INPUT DATA -
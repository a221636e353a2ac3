use chrono::Local;

use crate::commands::{required_title, tolerate_missing};
use crate::error::{LifeError, LifeResult};
use crate::models::{CalendarEvent, CreateEventRequest, EventPatch};
use crate::services::insight_engine::{events_on, normalize_events};
use crate::state::AppState;
use crate::utils::{fresh_id, is_valid_date_key, is_valid_time, now_ms, today_bounds_local};

fn check_date(date: &str) -> LifeResult<String> {
    let date = date.trim();
    if !is_valid_date_key(date) {
        return Err(LifeError::validation(format!("date must be YYYY-MM-DD, got `{}`", date)));
    }
    Ok(date.to_string())
}

fn check_time(time: &str) -> LifeResult<String> {
    let time = time.trim();
    if !is_valid_time(time) {
        return Err(LifeError::validation(format!("time must be HH:MM, got `{}`", time)));
    }
    Ok(time.to_string())
}

fn today_key() -> String {
    today_bounds_local(&Local::now()).0
}

/// All events, undated ones shown as today.
pub async fn list_events(state: &AppState) -> Result<Vec<CalendarEvent>, String> {
    let events = state.store.list_events().map_err(|e| e.to_string())?;
    Ok(normalize_events(events, &today_key()))
}

pub async fn events_for_date(state: &AppState, date: String) -> Result<Vec<CalendarEvent>, String> {
    let date = check_date(&date).map_err(|e| e.to_string())?;
    let events = list_events(state).await?;
    Ok(events_on(&events, &date).into_iter().cloned().collect())
}

pub async fn events_for_today(state: &AppState) -> Result<Vec<CalendarEvent>, String> {
    events_for_date(state, today_key()).await
}

fn build_event(state: &AppState, request: &CreateEventRequest) -> LifeResult<CalendarEvent> {
    let title = required_title(&request.title)?;
    let date = match request.date.as_deref().map(str::trim).filter(|d| !d.is_empty()) {
        Some(date) => check_date(date)?,
        None => today_key(),
    };
    let time = request
        .time
        .as_deref()
        .map(str::trim)
        .filter(|t| !t.is_empty())
        .map(check_time)
        .transpose()?;

    Ok(CalendarEvent {
        id: fresh_id(now_ms(), state.store.list_events()?.iter().map(|e| e.id)),
        title,
        date: Some(date),
        time,
        energy: request.energy,
    })
}

pub async fn create_event(state: &AppState, request: CreateEventRequest) -> Result<CalendarEvent, String> {
    let event = build_event(state, &request).map_err(|e| e.to_string())?;
    state.store.insert_event(&event).map_err(|e| e.to_string())?;
    log::debug!("created event {} on {:?}", event.id, event.date);
    Ok(event)
}

pub async fn update_event(
    state: &AppState,
    id: i64,
    patch: EventPatch,
) -> Result<Option<CalendarEvent>, String> {
    let checked = || -> LifeResult<EventPatch> {
        Ok(EventPatch {
            title: patch.title.as_deref().map(required_title).transpose()?,
            date: patch.date.as_deref().map(check_date).transpose()?,
            time: match &patch.time {
                Some(Some(time)) => Some(Some(check_time(time)?)),
                other => other.clone(),
            },
            energy: patch.energy,
        })
    };
    let patch = checked().map_err(|e| e.to_string())?;
    tolerate_missing(state.store.update_event(id, &patch))
}

pub async fn delete_event(state: &AppState, id: i64) -> Result<(), String> {
    tolerate_missing(state.store.delete_event(id)).map(|_| ())
}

WHAT IS EXPECTED -
Which lines in the material contain the word "LifeResult"? Pull each of them out.

SOLUTION -
use crate::error::{LifeError, LifeResult};
fn check_date(date: &str) -> LifeResult<String> {
fn check_time(time: &str) -> LifeResult<String> {
fn build_event(state: &AppState, request: &CreateEventRequest) -> LifeResult<CalendarEvent> {
    let checked = || -> LifeResult<EventPatch> {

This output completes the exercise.